I happened to be busy with Utena at the same time that AI image synthesis took off. I had fun playing around with early systems that produced... questionable... results. OK, horrible results. Farther down are a few images that are less bad.
In 2022, I fed simple prompts to the AI picture-generating program “DALL-E mini”. I believe it’s named after Dali for its surreally distorted images. (Soon after, it was renamed to Craiyon to avoid confusion with the full-size DALL-E, which is far more capable.) Every one of these pictures is disturbing. As of March 2023, Craiyon has been improved and can sometimes produce a crude but recognizable Utena (right).
The newer Stable Diffusion picture generator produces much higher quality images, but seems to know less about Utena. Most image generators actively try to avoid drawing copyrighted characters (with little success).
In Paris? Why not? Though I don’t see anything Parisian in the pictures. The program has a vague idea of what Utena looks like, and a wisp of a vague idea of Anthy. I was surprised that it tended to make Utena dark-skinned to match Anthy. It was trained on data scraped from the wild internet, and it should share the internet’s skin color biases. It seems to enjoy homogenizing people. Do minorities stick together so strongly that if there’s one, DALL-E mini thinks there should be more?
It’s actually kind of impressive that DALL-E mini knows anything at all about Utena. It will try to draw pictures for any prompt. That said, it came up with nothing recognizable for other Utena characters, or for places like “ohtori academy”. It was slightly better at depicting love than depicting Paris—it drew the characters close together, often melting into each other.
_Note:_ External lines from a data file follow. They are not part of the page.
use crate::errors::FilterError;
use crate::query::{self, MongoDialect, QueryDialect};
use bson::{Bson, Document};
use std::io::Write;

use super::command::Command;

#[derive(Copy, Clone, Debug, Eq, PartialEq)]
pub enum OutputMode {
    Plain,
    Json,
}

fn doc_json(doc: Document) -> serde_json::Value {
    Bson::Document(doc).into_relaxed_extjson()
}

fn io_err(e: std::io::Error) -> FilterError {
    FilterError::Io(e.to_string())
}

/// Runs one command, writing its result to `out`.
///
/// # Errors
/// Returns parse or structural errors from the input, or `FilterError::Io` when `out` fails.
pub fn run(cmd: Command, mode: OutputMode, out: &mut dyn Write) -> Result<(), FilterError> {
    let dialect = MongoDialect;
    match cmd {
        Command::Compile { filter_json } => {
            let filter = query::parse_filter_json(&filter_json)?;
            let compiled = dialect.compile_filter(&filter)?;
            match mode {
                OutputMode::Plain => writeln!(out, "{compiled}").map_err(io_err)?,
                OutputMode::Json => {
                    writeln!(out, "{}", serde_json::json!({ "filter": compiled })).map_err(io_err)?;
                }
            }
        }
        Command::Sort { fields } => {
            let sorts = fields
                .iter()
                .map(|s| query::parse_sort_field(s))
                .collect::<Result<Vec<_>, _>>()?;
            let clause = dialect.compile_sort(&sorts).map(doc_json);
            match (mode, clause) {
                (OutputMode::Plain, Some(v)) => writeln!(out, "{v}").map_err(io_err)?,
                (OutputMode::Plain, None) => writeln!(out, "none").map_err(io_err)?,
                (OutputMode::Json, v) => {
                    writeln!(out, "{}", serde_json::json!({ "sort": v })).map_err(io_err)?;
                }
            }
        }
        Command::Update { update_json } => {
            let spec = query::parse_update_json(&update_json)?;
            let compiled = dialect.compile_update(&spec)?;
            let update = doc_json(compiled.update);
            match mode {
                OutputMode::Plain => {
                    writeln!(out, "filter: {}", compiled.filter).map_err(io_err)?;
                    writeln!(out, "update: {update}").map_err(io_err)?;
                }
                OutputMode::Json => {
                    let v = serde_json::json!({ "filter": compiled.filter, "update": update });
                    writeln!(out, "{v}").map_err(io_err)?;
                }
            }
        }
        Command::ShowConfig { config } => match mode {
            OutputMode::Plain => {
                let s = toml::to_string(&config).map_err(|e| FilterError::Config(e.to_string()))?;
                write!(out, "{s}").map_err(io_err)?;
            }
            OutputMode::Json => {
                writeln!(out, "{}", serde_json::to_string(&config)?).map_err(io_err)?;
            }
        },
    }
    Ok(())
}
Backstabbing is apparently too difficult a concept for the poor program, but I had to include this outlandish image. I want to send it back in time and have Picasso and Kandinsky discuss it together.
This is by far the best picture I got in many attempts, and the best illustration of its prompt. It’s a fair depiction of Anthy, and what her expression might be after she murders Utena in an alternate timeline. She looks triumphantly smug, “I’m better than you, and your lifeless body is the proof of it.” It’s not entirely out of character, a terrifically lucky guess for a computer program that doesn’t know a damn thing.
Stable Diffusion is much, much better, but still weak. I tried dozens of prompts, and this is the least bad image—the only one to get hair color and skin color somewhat close. Stable Diffusion does seem to know that they are both women in an anime show, and it knows that Utena is taller... and that’s about it. The program has a better sense of anatomy, but Anthy has a deformed right side and hand, and Utena has a supernumerary arm.
The prompt, by the way, includes “photorealistic”. It seems to help, but... it’s not all the way there.
It took me hundreds of tries to get this. I went through a wide range of prompts—this one uses “radio telescope” for the antenna. It is the first revolutionary squirrel antenna that looks the part, and even here it’s not entirely clear that the antenna is supposed to rotate. Stable Diffusion does not seem to know how to depict motion. Click through for a larger view.
I like the deformed mad scientist squirrel and the rough-and-ready look of the antenna.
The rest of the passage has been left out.